**Exercise requirements**
Return only this: the line with "let status = response.status();" and all the lines that follow it below, through the final one, exactly as they are.

**Study material**
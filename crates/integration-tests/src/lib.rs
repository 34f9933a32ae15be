//! Integration tests for the MotoShop storefront API.
//!
//! Tests drive the full axum router in process via [`tower::ServiceExt`]:
//! every request passes through routing, extractors, middleware, and the
//! real services, backed by a throwaway data directory per test.
//!
//! # Running Tests
//!
//! ```bash
//! cargo test -p moto-shop-integration-tests
//! ```

#![cfg_attr(not(test), forbid(unsafe_code))]
#![allow(clippy::missing_panics_doc)]

use std::net::IpAddr;
use std::time::Duration;

use axum::Router;
use axum::body::Body;
use axum::http::{HeaderMap, Method, Request, StatusCode, header};
use http_body_util::BodyExt;
use serde_json::{Value, json};
use tower::ServiceExt;

use moto_shop_storefront::config::StorefrontConfig;
use moto_shop_storefront::state::AppState;

/// A storefront instance backed by a temporary data directory.
///
/// Simulated auth/checkout latencies are zeroed so tests run at full speed.
pub struct TestApp {
    router: Router,
    _data_dir: tempfile::TempDir,
}

impl TestApp {
    /// Spawn a fresh storefront with an empty cart and no logged-in user.
    #[must_use]
    pub fn new() -> Self {
        let data_dir = tempfile::tempdir().expect("failed to create temp data dir");
        let config = StorefrontConfig {
            host: IpAddr::from([127, 0, 0, 1]),
            port: 0,
            data_dir: data_dir.path().to_path_buf(),
            auth_latency: Duration::ZERO,
            checkout_latency: Duration::ZERO,
        };
        let state = AppState::new(config).expect("failed to build app state");
        Self {
            router: moto_shop_storefront::app(state),
            _data_dir: data_dir,
        }
    }

    /// Send a GET request and decode the JSON body.
    pub async fn get(&self, uri: &str) -> (StatusCode, Value) {
        let (status, _, body) = self.get_with_headers(uri, &[]).await;
        (status, body)
    }

    /// Send a GET request with extra headers; returns the response headers
    /// alongside the decoded body.
    pub async fn get_with_headers(
        &self,
        uri: &str,
        headers: &[(&str, &str)],
    ) -> (StatusCode, HeaderMap, Value) {
        let mut builder = Request::builder().method(Method::GET).uri(uri);
        for (name, value) in headers {
            builder = builder.header(*name, *value);
        }
        let request = builder.body(Body::empty()).expect("failed to build request");
        self.send(request).await
    }

    /// Send a POST request with a JSON body.
    pub async fn post(&self, uri: &str, body: &Value) -> (StatusCode, Value) {
        let request = Request::builder()
            .method(Method::POST)
            .uri(uri)
            .header(header::CONTENT_TYPE, "application/json")
            .body(Body::from(body.to_string()))
            .expect("failed to build request");
        let (status, _, body) = self.send(request).await;
        (status, body)
    }

    /// Send a bodyless POST request (logout, cart clear).
    pub async fn post_empty(&self, uri: &str) -> (StatusCode, Value) {
        let request = Request::builder()
            .method(Method::POST)
            .uri(uri)
            .body(Body::empty())
            .expect("failed to build request");
        let (status, _, body) = self.send(request).await;
        (status, body)
    }

    /// Log in as the default test rider and return the user document.
    pub async fn login(&self) -> Value {
        let (status, user) = self
            .post(
                "/auth/login",
                &json!({"email": "rider@example.com", "password": "segredo"}),
            )
            .await;
        assert_eq!(status, StatusCode::OK, "login failed: {user}");
        user
    }

    async fn send(&self, request: Request<Body>) -> (StatusCode, HeaderMap, Value) {
        let response = self
            .router
            .clone()
            .oneshot(request)
            .await
            .expect("request failed");
        let status = response.status();
        let headers = response.headers().clone();
        let bytes = response
            .into_body()
            .collect()
            .await
            .expect("failed to read response body")
            .to_bytes();
        let body = if bytes.is_empty() {
            Value::Null
        } else {
            // Non-JSON bodies (e.g. the health check) come back as a string
            serde_json::from_slice(&bytes)
                .unwrap_or_else(|_| Value::String(String::from_utf8_lossy(&bytes).into_owned()))
        };
        (status, headers, body)
    }
}

impl Default for TestApp {
    fn default() -> Self {
        Self::new()
    }
}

**Task solution**
        let status = response.status();
        let headers = response.headers().clone();
        let bytes = response
            .into_body()
            .collect()
            .await
            .expect("failed to read response body")
            .to_bytes();
        let body = if bytes.is_empty() {
            Value::Null
        } else {
            // Non-JSON bodies (e.g. the health check) come back as a string
            serde_json::from_slice(&bytes)
                .unwrap_or_else(|_| Value::String(String::from_utf8_lossy(&bytes).into_owned()))
        };
        (status, headers, body)
    }
}

impl Default for TestApp {
    fn default() -> Self {
        Self::new()
    }
}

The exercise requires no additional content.